-- Task statement --
Each line of the material below with the word "memory" is to be reported.

Task input below:

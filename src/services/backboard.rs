use async_trait::async_trait;
use reqwest::Client;
use serde::de::DeserializeOwned;
use serde::Deserialize;
use serde_json::json;
use tokio::sync::OnceCell;
use tracing::{debug, info, instrument};

use crate::error::ServiceError;

use super::{check_status, require_key, SessionStore, SessionSummary};

const BASE_URL: &str = "https://app.backboard.io/api";
const ASSISTANT_NAME: &str = "MemoMuse Music Producer";
const ASSISTANT_PROMPT: &str = "You are a music production assistant. Remember user \
     preferences and musical style choices.";

#[derive(Debug, Deserialize)]
struct AssistantCreated {
    assistant_id: String,
}

#[derive(Debug, Deserialize)]
struct ThreadCreated {
    thread_id: String,
}

/// Session memory on Backboard.
///
/// One assistant and one thread are created per process on first use and
/// reused for every later session.
pub struct BackboardStore {
    client: Client,
    api_key: Option<String>,
    base_url: String,
    assistant_id: OnceCell<String>,
    thread_id: OnceCell<String>,
}

impl BackboardStore {
    pub fn new(client: Client, api_key: Option<String>) -> Self {
        Self {
            client,
            api_key,
            base_url: BASE_URL.to_string(),
            assistant_id: OnceCell::new(),
            thread_id: OnceCell::new(),
        }
    }

    /// Point at a different API host
    #[cfg(test)]
    pub fn with_base_url(mut self, base_url: impl Into<String>) -> Self {
        self.base_url = base_url.into();
        self
    }

    async fn post<T: DeserializeOwned>(
        &self,
        key: &str,
        path: &str,
        body: serde_json::Value,
    ) -> Result<T, ServiceError> {
        let url = format!("{}{}", self.base_url, path);
        debug!(url, "Posting");

        let response = self.client.post(&url).bearer_auth(key).json(&body).send().await?;
        Ok(check_status(response).await?.json().await?)
    }

    async fn thread(&self, key: &str) -> Result<&str, ServiceError> {
        let assistant_id = self
            .assistant_id
            .get_or_try_init(|| async {
                let created: AssistantCreated = self
                    .post(
                        key,
                        "/assistants",
                        json!({
                            "name": ASSISTANT_NAME,
                            "system_prompt": ASSISTANT_PROMPT,
                            "llm_provider": "google",
                            "llm_model_name": "gemini-2.0-flash",
                        }),
                    )
                    .await?;
                info!(assistant_id = %created.assistant_id, "Created Backboard assistant");
                Ok::<_, ServiceError>(created.assistant_id)
            })
            .await?;

        let thread_id = self
            .thread_id
            .get_or_try_init(|| async {
                let created: ThreadCreated = self
                    .post(key, "/threads", json!({ "assistant_id": assistant_id }))
                    .await?;
                info!(thread_id = %created.thread_id, "Created Backboard thread");
                Ok::<_, ServiceError>(created.thread_id)
            })
            .await?;

        Ok(thread_id)
    }
}

/// Message body recorded for one session
pub fn context_message(summary: &SessionSummary) -> String {
    format!(
        "Voice memo. Genre: {}, Mood: {}. Transcript: {}. Lyrics: {}. Prompt: {}.",
        summary.genre, summary.mood, summary.transcript, summary.lyrics, summary.style_prompt
    )
}

#[async_trait]
impl SessionStore for BackboardStore {
    #[instrument(skip(self, summary))]
    async fn store(&self, summary: &SessionSummary) -> Result<(), ServiceError> {
        let key = require_key(&self.api_key, "BACKBOARD_API_KEY")?;
        let thread_id = self.thread(key).await?;

        let _: serde_json::Value = self
            .post(
                key,
                &format!("/threads/{}/messages", thread_id),
                json!({ "content": context_message(summary), "memory": "Auto" }),
            )
            .await?;

        debug!(thread_id, "Session stored");
        Ok(())
    }
}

End of Task input.

-- Output for this exercise --
/// Session memory on Backboard.
                json!({ "content": context_message(summary), "memory": "Auto" }),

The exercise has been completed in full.